Almost every product that ranks #1 on ProductHunt eventually gets copied. Someone sees an interesting product getting traction and decides to build the same thing. They check out the product’s landing page, copy that verbatim, and sign up for a free account. If it’s a SaaS, they go through every product interface, take a screenshot, and then continue to build the exact same thing.
Or do they?
It’s just that what a copycat builds is never the same thing as the original. Not on the same level. Not even close.
But still, that doesn’t make this moment any less frightening for the founders who created the original product. They quickly envision their hard-earned MRR dropping down to zero because of new competitors. They see years of painful work and sacrifice being becoming wasted time. They fear that the copycat will take away every single customer they fought for so hard.
Here’s the silver lining: most copycat stories start scary but have a happy ending.
Why are copycats not the end of the world? Let’s look into several factors that have been proven to be true repeatedly, one failed copycat at a time.
- Copycats copy the outside, the interface, the product, but never the business. They make a shallow copy, a lossy copy. It’s a form of cargo-culting, really: they imitate a product without understanding what customer needs went into the creation of the product. Copycats rarely have any meaningful insight into the market their copied product will serve.
- You can’t copy personality and relationships. They might get a few of your customers, but any competitor might have grabbed those. You didn’t have a strong relationship with those customers, to begin with.
- You can’t copy knowledge and entrepreneurial instinct. The decision-making process that led to your product features is something that has to be understood to be appreciated. Your copycat won’t know WHY you did things; they just see WHAT you did. That lack of foundational knowledge will leave them unable to make meaningful progress without failing a lot.
- Copycats don’t like failure. If they were serious about entrepreneurship, they’d solve a novel problem or would at least try to solve it differently. They prefer the easy way. They sense an easy opportunity. The moment running the cloned business stops being easy, copycats will look for something else. Endurance is on the side of the founder who takes their business seriously.
- Copycats don’t care about personal relationships with the founders they copy from. They don’t understand that their founder brand is essential to their long-term success. Burning bridges is a war tactic, not a community-empowering activity. Copycats have a scarcity mindset, and they will fail in a world of abundance-mindset-oriented communities.
So, with all of that in mind, why do founders still feel real fear in the face of a potential new competitor?
It’s all in our self-talk. It’s in how we think about ourselves, the risk in our business, and the threat of competition.
As founders, we are incredibly biased. We live and breathe our business, and everything gets amplified, the good and the bad. When we succeed, we feel high as a kite, but when problems rear their ugly head, we often feel them much more strongly than we should.

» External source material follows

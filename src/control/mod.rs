//! Worker supervision and actuator choreography.

pub mod actuation;
pub mod worker;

That sensitivity causes us to feel fearful when we see someone coming for a piece of our pie. Our life’s work feels threatened. It is incredibly hard not to feel like we’re under attack, even when we know that copycats are easily discouraged.
This is a misguided projection: we consider our copycats to have the same drive and ambition that we do. And maybe, on some level, the will to clone an existing business needs a certain level of motivation, but it resides in a completely different part of the brain. Copying a product is a result of the will to exploit. Building a business — in earnest — is a result of the will to serve.
The wonderful thing about this is that the will to serve forges much deeper and stronger relationships with our customers than the will to exploit ever will. An honest approach to business will cause your customers to defend you and your business when it comes under attack, even long after they stopped being your customers. People’s trust in you becomes stronger over time, and it endures beyond the business relationship.
Where your copycat erodes the long-term trust of the founder community — if you choose to call them out — you strengthen the bonds with your entrepreneurial peers.
Noticing a clone of your business appearing in the market is a scary moment, no doubt. But it can be positive and affirming even for you as a founder if you choose to frame it as such. Call it out, speak to the copycat and ask them to change their product. Talk to your peers about it.
Trust that your long-term vision will stand strong against the many clones that may pop up. Your endurance as a founder is what matters. You understand your market, customers, and you’re able to communicate your journey clearly to your audience.
You build a business on trust and knowledge, while your copycat builds on exploitation and deception.
In the end, you’ll be the one who’s still around, while they will have a graveyard of unsuccessfully cloned business to their name.